Department of Neurology, Dongzhimen Hospital, Beijing University of Chinese Medicine, Beijing 100700, PR China.
Department of Gastroenterology, Dongzhimen Hospital, Beijing University of Chinese Medicine, Beijing 100700, PR China.
Cell Signal. 2020 Sep;73:109674. doi: 10.1016/j.cellsig.2020.109674. Epub 2020 May 21.
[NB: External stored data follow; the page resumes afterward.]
//! Order proposals and execution records.

use chrono::{DateTime, Utc};
use rust_decimal::Decimal;
use serde::{Deserialize, Serialize};

use super::analysis::TradeAction;

/// Order side on the futures exchange
#[derive(Debug, Clone, Copy, PartialEq, Eq, Serialize, Deserialize)]
#[serde(rename_all = "UPPERCASE")]
pub enum Side {
    Buy,
    Sell,
}

impl Side {
    pub fn as_str(&self) -> &'static str {
        match self {
            Side::Buy => "BUY",
            Side::Sell => "SELL",
        }
    }

    /// Entry side for a directional action; `Hold` has no side
    pub fn from_action(action: TradeAction) -> Option<Side> {
        match action {
            TradeAction::Long => Some(Side::Buy),
            TradeAction::Short => Some(Side::Sell),
            TradeAction::Hold => None,
        }
    }
}

impl std::fmt::Display for Side {
    fn fmt(&self, f: &mut std::fmt::Formatter<'_>) -> std::fmt::Result {
        write!(f, "{}", self.as_str())
    }
}

/// Proposed order, built by the orchestrator from a non-hold vote and
/// submitted to the risk auditor before any exchange call.
#[derive(Debug, Clone, Serialize, Deserialize)]
pub struct OrderProposal {
    pub snapshot_id: String,
    pub symbol: String,
    pub action: TradeAction,
    pub entry_price: Decimal,
    pub quantity: Decimal,
    pub leverage: u32,
    pub stop_loss: Option<Decimal>,
    pub take_profit: Option<Decimal>,
}

impl OrderProposal {
    /// Notional value at the proposed entry
    pub fn notional(&self) -> Decimal {
        self.quantity * self.entry_price
    }

    /// Margin the position would consume at the proposed leverage
    pub fn required_margin(&self) -> Decimal {
        if self.leverage == 0 {
            return self.notional();
        }
        self.notional() / Decimal::from(self.leverage)
    }
}

/// Record of a dispatched order, persisted per cycle.
#[derive(Debug, Clone, Serialize, Deserialize)]
pub struct ExecutionRecord {
    pub snapshot_id: String,
    pub symbol: String,
    pub side: Side,
    pub quantity: Decimal,
    pub entry_price: Decimal,
    pub stop_loss: Decimal,
    pub take_profit: Option<Decimal>,
    pub leverage: u32,
    pub order_id: String,
    pub dispatched_at: DateTime<Utc>,
    pub dry_run: bool,
}

#[cfg(test)]
mod tests {
    use super::*;
    use rust_decimal_macros::dec;

    fn proposal() -> OrderProposal {
        OrderProposal {
            snapshot_id: "btcusdt-1000".to_string(),
            symbol: "BTCUSDT".to_string(),
            action: TradeAction::Long,
            entry_price: dec!(100),
            quantity: dec!(20),
            leverage: 2,
            stop_loss: Some(dec!(98)),
            take_profit: Some(dec!(104)),
        }
    }

    #[test]
    fn notional_and_margin() {
        let p = proposal();
        assert_eq!(p.notional(), dec!(2000));
        assert_eq!(p.required_margin(), dec!(1000));
    }

    #[test]
    fn side_from_action() {
        assert_eq!(Side::from_action(TradeAction::Long), Some(Side::Buy));
        assert_eq!(Side::from_action(TradeAction::Short), Some(Side::Sell));
        assert_eq!(Side::from_action(TradeAction::Hold), None);
    }
}
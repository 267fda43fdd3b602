//! Per-timeframe trend scoring.

use crate::domain::analysis::TimeframeScores;
use crate::domain::candle::Timeframe;
use crate::domain::snapshot::{MarketSnapshot, TimeframeView};
use rust_decimal::prelude::ToPrimitive;

const CROSS_LOOKBACK: usize = 3;
const BREAKOUT_WINDOW: usize = 20;

const CROSS_POINTS: f64 = 40.0;
const MACD_POINTS: f64 = 30.0;
const BREAKOUT_POINTS: f64 = 30.0;
const LIVE_POINTS: f64 = 20.0;

/// Scores directional momentum per timeframe in [−100, +100].
///
/// Components: a recent EMA(12/26) crossover, a strictly expanding MACD
/// histogram, a close beyond the prior 20-bar extreme, and a live
/// correction from the in-progress candle. Indicators come from the stable
/// view only; the live candle contributes exactly the correction term.
#[derive(Debug, Clone, Default)]
pub struct TrendSubAgent;

impl TrendSubAgent {
    pub fn new() -> Self {
        Self
    }

    pub fn score(&self, snapshot: &MarketSnapshot) -> (TimeframeScores, Vec<String>) {
        let mut details = Vec::new();
        let scores = TimeframeScores {
            m5: self.score_view(snapshot.view(Timeframe::M5), Timeframe::M5, &mut details),
            m15: self.score_view(snapshot.view(Timeframe::M15), Timeframe::M15, &mut details),
            h1: self.score_view(snapshot.view(Timeframe::H1), Timeframe::H1, &mut details),
        };
        (scores, details)
    }

    fn score_view(&self, view: &TimeframeView, tf: Timeframe, details: &mut Vec<String>) -> f64 {
        let frame = &view.stable;
        let i = frame.last_index();
        debug_assert!(!frame.is_warmup(i));

        let mut score = 0.0;

        let cross = cross_sign(&frame.ema_12, &frame.ema_26, i, CROSS_LOOKBACK);
        if cross != 0 {
            score += CROSS_POINTS * cross as f64;
            details.push(format!(
                "{tf}: ema12/26 crossed {}",
                if cross > 0 { "up" } else { "down" }
            ));
        }

        let expansion = histogram_expansion(&frame.macd_hist, i);
        if expansion != 0 {
            score += MACD_POINTS * expansion as f64;
            details.push(format!(
                "{tf}: macd histogram expanding {}",
                if expansion > 0 { "bullish" } else { "bearish" }
            ));
        }

        let breakout = breakout_sign(frame, i);
        if breakout != 0 {
            score += BREAKOUT_POINTS * breakout as f64;
            details.push(format!(
                "{tf}: close broke prior {BREAKOUT_WINDOW}-bar {}",
                if breakout > 0 { "high" } else { "low" }
            ));
        }

        // Live correction: the only place the in-progress candle matters
        let live_close = view.live.close.to_f64().unwrap_or(f64::NAN);
        let stable_close = frame.last_close();
        if live_close.is_finite() {
            if live_close > stable_close {
                score += LIVE_POINTS;
            } else if live_close < stable_close {
                score -= LIVE_POINTS;
            }
        }

        score.clamp(-100.0, 100.0)
    }
}

/// Sign of a fast/slow crossover within the last `lookback` closed bars
fn cross_sign(fast: &[f64], slow: &[f64], i: usize, lookback: usize) -> i8 {
    let start = i.saturating_sub(lookback);
    for j in (start + 1..=i).rev() {
        let above_now = fast[j] >= slow[j];
        let above_prev = fast[j - 1] >= slow[j - 1];
        if above_now != above_prev {
            return if above_now { 1 } else { -1 };
        }
    }
    0
}

/// +1 when the MACD histogram is strictly rising over the last 3 bars and
/// positive, −1 when strictly falling and negative
fn histogram_expansion(hist: &[f64], i: usize) -> i8 {
    if i < 2 {
        return 0;
    }
    let (a, b, c) = (hist[i - 2], hist[i - 1], hist[i]);
    if c > b && b > a && c > 0.0 {
        1
    } else if c < b && b < a && c < 0.0 {
        -1
    } else {
        0
    }
}

/// +1 when the last close exceeds the prior 20-bar high, −1 below the low
fn breakout_sign(frame: &crate::indicators::IndicatorFrame, i: usize) -> i8 {
    if i < BREAKOUT_WINDOW {
        return 0;
    }
    let lo = i - BREAKOUT_WINDOW;
    let prior_high = frame.high[lo..i].iter().copied().fold(f64::MIN, f64::max);
    let prior_low = frame.low[lo..i].iter().copied().fold(f64::MAX, f64::min);
    let close = frame.close[i];
    if close > prior_high {
        1
    } else if close < prior_low {
        -1
    } else {
        0
    }
}

#[cfg(test)]
mod tests {
    use super::*;

    #[test]
    fn cross_sign_picks_most_recent_cross() {
        let slow = [2.0; 5];
        // Crossed up then stayed up
        assert_eq!(cross_sign(&[1.0, 1.0, 3.0, 3.0, 3.0], &slow, 4, 3), 1);
        // Crossed down inside the lookback
        assert_eq!(cross_sign(&[3.0, 3.0, 3.0, 1.0, 1.0], &slow, 4, 3), -1);
        // Cross too old
        assert_eq!(cross_sign(&[1.0, 3.0, 3.0, 3.0, 3.0], &slow, 4, 3), 0);
    }

    #[test]
    fn histogram_expansion_requires_strict_monotonicity_and_sign() {
        assert_eq!(histogram_expansion(&[0.1, 0.2, 0.3], 2), 1);
        assert_eq!(histogram_expansion(&[-0.1, -0.2, -0.3], 2), -1);
        // Rising but still negative: not a bullish expansion
        assert_eq!(histogram_expansion(&[-0.3, -0.2, -0.1], 2), 0);
        assert_eq!(histogram_expansion(&[0.1, 0.1, 0.3], 2), 0);
    }
}
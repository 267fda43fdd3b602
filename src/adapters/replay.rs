//! Replay data source and stub order sink for backtests.
//!
//! The replay source serves recorded candles up to a movable cursor, and its
//! `current_time` is the cursor itself, so the pipeline sees history exactly
//! as it would have seen live data — no lookahead leakage.

use async_trait::async_trait;
use chrono::{DateTime, Utc};
use rust_decimal::Decimal;
use std::collections::HashMap;
use std::io::BufRead;
use std::path::Path;
use std::sync::{Mutex, RwLock};
use tracing::info;

use crate::domain::candle::{Candle, Timeframe};
use crate::domain::order::Side;
use crate::domain::snapshot::OpenInterest;
use crate::error::{HelixError, Result};

use super::source::{MarketDataSource, OrderSink, PositionInfo};

/// Historical market data served behind the live trait.
pub struct ReplaySource {
    series: HashMap<(String, Timeframe), Vec<Candle>>,
    cursor: RwLock<DateTime<Utc>>,
    funding: HashMap<String, f64>,
    open_interest: HashMap<String, OpenInterest>,
    netflow: HashMap<String, f64>,
}

impl ReplaySource {
    pub fn new(cursor: DateTime<Utc>) -> Self {
        Self {
            series: HashMap::new(),
            cursor: RwLock::new(cursor),
            funding: HashMap::new(),
            open_interest: HashMap::new(),
            netflow: HashMap::new(),
        }
    }

    /// Load `<symbol>_<tf>.jsonl` candle files (one JSON candle per line)
    /// for each symbol from a directory. The cursor starts at the earliest
    /// last-candle open time so every series has data.
    pub fn load_dir<P: AsRef<Path>>(dir: P, symbols: &[String]) -> Result<Self> {
        let dir = dir.as_ref();
        let mut source = Self::new(DateTime::<Utc>::MIN_UTC);
        let mut cursor = DateTime::<Utc>::MAX_UTC;

        for symbol in symbols {
            for tf in Timeframe::ALL {
                let path = dir.join(format!("{}_{}.jsonl", symbol.to_ascii_lowercase(), tf));
                let file = std::fs::File::open(&path).map_err(|e| {
                    HelixError::ConfigInvalid(format!("replay data {}: {e}", path.display()))
                })?;
                let mut candles = Vec::new();
                for line in std::io::BufReader::new(file).lines() {
                    let line = line?;
                    if line.trim().is_empty() {
                        continue;
                    }
                    candles.push(serde_json::from_str::<Candle>(&line)?);
                }
                if let Some(last) = candles.last() {
                    cursor = cursor.min(last.open_time);
                }
                info!(symbol, tf = %tf, count = candles.len(), "loaded replay series");
                source.insert_series(symbol, tf, candles);
            }
        }

        *source.cursor.write().expect("cursor lock poisoned") = cursor;
        Ok(source)
    }

    pub fn insert_series(&mut self, symbol: &str, tf: Timeframe, candles: Vec<Candle>) {
        self.series.insert((symbol.to_string(), tf), candles);
    }

    pub fn set_funding_rate(&mut self, symbol: &str, rate: f64) {
        self.funding.insert(symbol.to_string(), rate);
    }

    pub fn set_open_interest(&mut self, symbol: &str, oi: OpenInterest) {
        self.open_interest.insert(symbol.to_string(), oi);
    }

    pub fn set_netflow(&mut self, symbol: &str, netflow: f64) {
        self.netflow.insert(symbol.to_string(), netflow);
    }

    /// Move the replay cursor forward
    pub fn advance_to(&self, cursor: DateTime<Utc>) {
        *self.cursor.write().expect("cursor lock poisoned") = cursor;
    }

    pub fn cursor(&self) -> DateTime<Utc> {
        *self.cursor.read().expect("cursor lock poisoned")
    }
}

#[async_trait]
impl MarketDataSource for ReplaySource {
    async fn get_klines(&self, symbol: &str, tf: Timeframe, limit: usize) -> Result<Vec<Candle>> {
        let cursor = self.cursor();
        let candles = self
            .series
            .get(&(symbol.to_string(), tf))
            .ok_or_else(|| HelixError::Fetch(format!("{symbol} {tf}: no replay series")))?;

        // Everything opened at or before the cursor is visible; the last
        // visible row plays the in-progress candle.
        let visible: Vec<Candle> = candles
            .iter()
            .filter(|c| c.open_time <= cursor)
            .cloned()
            .collect();
        let start = visible.len().saturating_sub(limit);
        Ok(visible[start..].to_vec())
    }

    async fn get_funding_rate(&self, symbol: &str) -> Result<f64> {
        self.funding
            .get(symbol)
            .copied()
            .ok_or_else(|| HelixError::Fetch(format!("{symbol}: no replay funding rate")))
    }

    async fn get_open_interest(&self, symbol: &str) -> Result<OpenInterest> {
        self.open_interest
            .get(symbol)
            .copied()
            .ok_or_else(|| HelixError::Fetch(format!("{symbol}: no replay open interest")))
    }

    async fn get_institutional_netflow(&self, symbol: &str) -> Result<f64> {
        self.netflow
            .get(symbol)
            .copied()
            .ok_or_else(|| HelixError::Fetch(format!("{symbol}: no replay netflow")))
    }

    fn current_time(&self) -> DateTime<Utc> {
        self.cursor()
    }
}

/// A single call recorded by the stub sink
#[derive(Debug, Clone, PartialEq)]
pub enum SinkCall {
    SetLeverage {
        symbol: String,
        leverage: u32,
    },
    PlaceMarket {
        symbol: String,
        side: Side,
        quantity: Decimal,
        client_order_id: String,
    },
    AttachStops {
        symbol: String,
        order_id: String,
        stop_loss: Decimal,
        take_profit: Option<Decimal>,
    },
}

/// Order sink that records calls instead of reaching an exchange.
pub struct StubOrderSink {
    balance: Decimal,
    calls: Mutex<Vec<SinkCall>>,
    orders_by_client_id: Mutex<HashMap<String, String>>,
    next_order: Mutex<u64>,
}

impl StubOrderSink {
    pub fn new(balance: Decimal) -> Self {
        Self {
            balance,
            calls: Mutex::new(Vec::new()),
            orders_by_client_id: Mutex::new(HashMap::new()),
            next_order: Mutex::new(1),
        }
    }

    pub fn calls(&self) -> Vec<SinkCall> {
        self.calls.lock().expect("calls lock poisoned").clone()
    }

    pub fn order_count(&self) -> usize {
        self.orders_by_client_id
            .lock()
            .expect("orders lock poisoned")
            .len()
    }
}

#[async_trait]
impl OrderSink for StubOrderSink {
    async fn set_leverage(&self, symbol: &str, leverage: u32) -> Result<()> {
        self.calls
            .lock()
            .expect("calls lock poisoned")
            .push(SinkCall::SetLeverage {
                symbol: symbol.to_string(),
                leverage,
            });
        Ok(())
    }

    async fn place_market(
        &self,
        symbol: &str,
        side: Side,
        quantity: Decimal,
        client_order_id: &str,
    ) -> Result<String> {
        // Idempotent on retry: the same client id returns the same order
        let mut orders = self.orders_by_client_id.lock().expect("orders lock poisoned");
        if let Some(existing) = orders.get(client_order_id) {
            return Ok(existing.clone());
        }

        let mut next = self.next_order.lock().expect("next_order lock poisoned");
        let order_id = format!("stub-{}", *next);
        *next += 1;
        orders.insert(client_order_id.to_string(), order_id.clone());
        drop(orders);

        self.calls
            .lock()
            .expect("calls lock poisoned")
            .push(SinkCall::PlaceMarket {
                symbol: symbol.to_string(),
                side,
                quantity,
                client_order_id: client_order_id.to_string(),
            });
        Ok(order_id)
    }

    async fn attach_stops(
        &self,
        symbol: &str,
        order_id: &str,
        stop_loss: Decimal,
        take_profit: Option<Decimal>,
    ) -> Result<()> {
        self.calls
            .lock()
            .expect("calls lock poisoned")
            .push(SinkCall::AttachStops {
                symbol: symbol.to_string(),
                order_id: order_id.to_string(),
                stop_loss,
                take_profit,
            });
        Ok(())
    }

    async fn get_balance(&self) -> Result<Decimal> {
        Ok(self.balance)
    }

    async fn get_position(&self, _symbol: &str) -> Result<Option<PositionInfo>> {
        Ok(None)
    }
}

#[cfg(test)]
mod tests {
    use super::*;
    use chrono::Duration;
    use rust_decimal_macros::dec;

    fn candle(open_minutes: i64) -> Candle {
        let open_time = DateTime::from_timestamp(open_minutes * 60, 0).unwrap();
        Candle {
            open_time,
            open: dec!(100),
            high: dec!(101),
            low: dec!(99),
            close: dec!(100.5),
            volume: dec!(10),
            close_time: open_time + Duration::minutes(5) - Duration::milliseconds(1),
        }
    }

    #[tokio::test]
    async fn replay_hides_candles_beyond_cursor() {
        let mut source = ReplaySource::new(DateTime::from_timestamp(0, 0).unwrap());
        source.insert_series(
            "BTCUSDT",
            Timeframe::M5,
            (0..10).map(|i| candle(i * 5)).collect(),
        );

        source.advance_to(DateTime::from_timestamp(20 * 60, 0).unwrap());
        let visible = source
            .get_klines("BTCUSDT", Timeframe::M5, 100)
            .await
            .unwrap();
        // candles opened at 0,5,10,15,20 minutes
        assert_eq!(visible.len(), 5);

        source.advance_to(DateTime::from_timestamp(45 * 60, 0).unwrap());
        let visible = source
            .get_klines("BTCUSDT", Timeframe::M5, 100)
            .await
            .unwrap();
        assert_eq!(visible.len(), 10);
    }

    #[tokio::test]
    async fn stub_sink_is_idempotent_per_client_id() {
        let sink = StubOrderSink::new(dec!(1000));
        let a = sink
            .place_market("BTCUSDT", Side::Buy, dec!(1), "btcusdt-123")
            .await
            .unwrap();
        let b = sink
            .place_market("BTCUSDT", Side::Buy, dec!(1), "btcusdt-123")
            .await
            .unwrap();
        assert_eq!(a, b);
        assert_eq!(sink.order_count(), 1);
    }
}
Diarrhea-predominant irritable bowel syndrome (IBS-D) is a prevalent gastrointestinal disorder with a high incidence in children. The role of long non-coding RNAs (lncRNAs) in gastrointestinal diseases has been previously highlighted. Nevertheless, the underlying regulatory mechanism of lncRNA X inactivate-specific transcript (XIST) in IBS-D requires further studies. Thus, the present study was conducted with the main objective of elucidating the underlying mechanism of lncRNA XIST in visceral hypersensitivity in IBS-D. An in vivo mouse model of IBS-D was constructed via rectal perfusion of acetic acid. Next, in order to evaluate the effect of lncRNA XIST on the development of visceral hypersensitivity in IBS-D, different vector plasmids were injected into mice along with rectal mucosal epithelial cells, followed by the measurement of abdominal withdrawal reflex (AWR) score, counts of peristaltic wave, abdominal wall contraction and defecation particles. Furthermore, luciferase reporter assay, FISH, RIP and ChIP assays were conducted to determine the interactions between lncRNA XIST and SERT. Subsequently, MS-PCR was adopted to test the methylation level of SERT promoter. 5-hydroxytrytophan (HT) content in rectal tissues was detected using immunohistochemistry. The IBS-D mouse models presented with a high expression of lncRNA XIST along with low expression of SERT. LncRNA XIST was observed to recruit methylase DNMT1, DNMT3A and DNMT3B to promote SERT promoter methylation, reducing its expression. Restoration of lncRNA XIST resulted in increased AWR score, counts of peristaltic wave, abdominal wall contraction and defecation particles along with stimulated 5-HT expression and SERT methylation level, while downregulation of lncRNA XIST reversed these effects. In conclusion, the key findings from our study indicated that lncRNA XIST acts as a regulator in 5-HT-induced visceral hypersensitivity in mice with IBS-D, providing a new insight into the regulatory effect of lncRNA XIST and its epigenetic diagnostic and therapeutic properties in IBS-D.
腹泻型肠易激综合征(IBS-D)是一种常见的胃肠道疾病,在儿童中的发病率较高。长链非编码 RNA(lncRNA)在胃肠道疾病中的作用已被先前强调。然而,lncRNA X 灭活特异性转录物(XIST)在 IBS-D 中的潜在调节机制仍需要进一步研究。因此,本研究的主要目的是阐明 lncRNA XIST 在 IBS-D 内脏敏感性中的潜在机制。通过直肠灌注乙酸构建 IBS-D 的体内小鼠模型。接下来,为了评估 lncRNA XIST 对 IBS-D 内脏敏感性发展的影响,将不同的载体质粒与直肠黏膜上皮细胞一起注入小鼠体内,然后测量腹壁反射(AWR)评分、蠕动波计数、腹壁收缩和排便颗粒数。此外,进行了荧光素酶报告基因测定、FISH、RIP 和 ChIP 测定以确定 lncRNA XIST 和 SERT 之间的相互作用。随后,采用 MS-PCR 测试 SERT 启动子的甲基化水平。通过免疫组织化学检测直肠组织中的 5-羟色氨酸(HT)含量。IBS-D 小鼠模型表现出高表达的 lncRNA XIST 伴随着低表达的 SERT。观察到 lncRNA XIST 招募甲基转移酶 DNMT1、DNMT3A 和 DNMT3B 以促进 SERT 启动子甲基化,降低其表达。lncRNA XIST 的恢复导致 AWR 评分、蠕动波计数、腹壁收缩和排便颗粒增加以及刺激 5-HT 表达和 SERT 甲基化水平增加,而 lncRNA XIST 的下调则逆转了这些效应。总之,本研究的关键发现表明,lncRNA XIST 作为 5-HT 诱导的 IBS-D 小鼠内脏敏感性的调节剂发挥作用,为 lncRNA XIST 的调节作用及其在 IBS-D 中的表观遗传诊断和治疗特性提供了新的见解。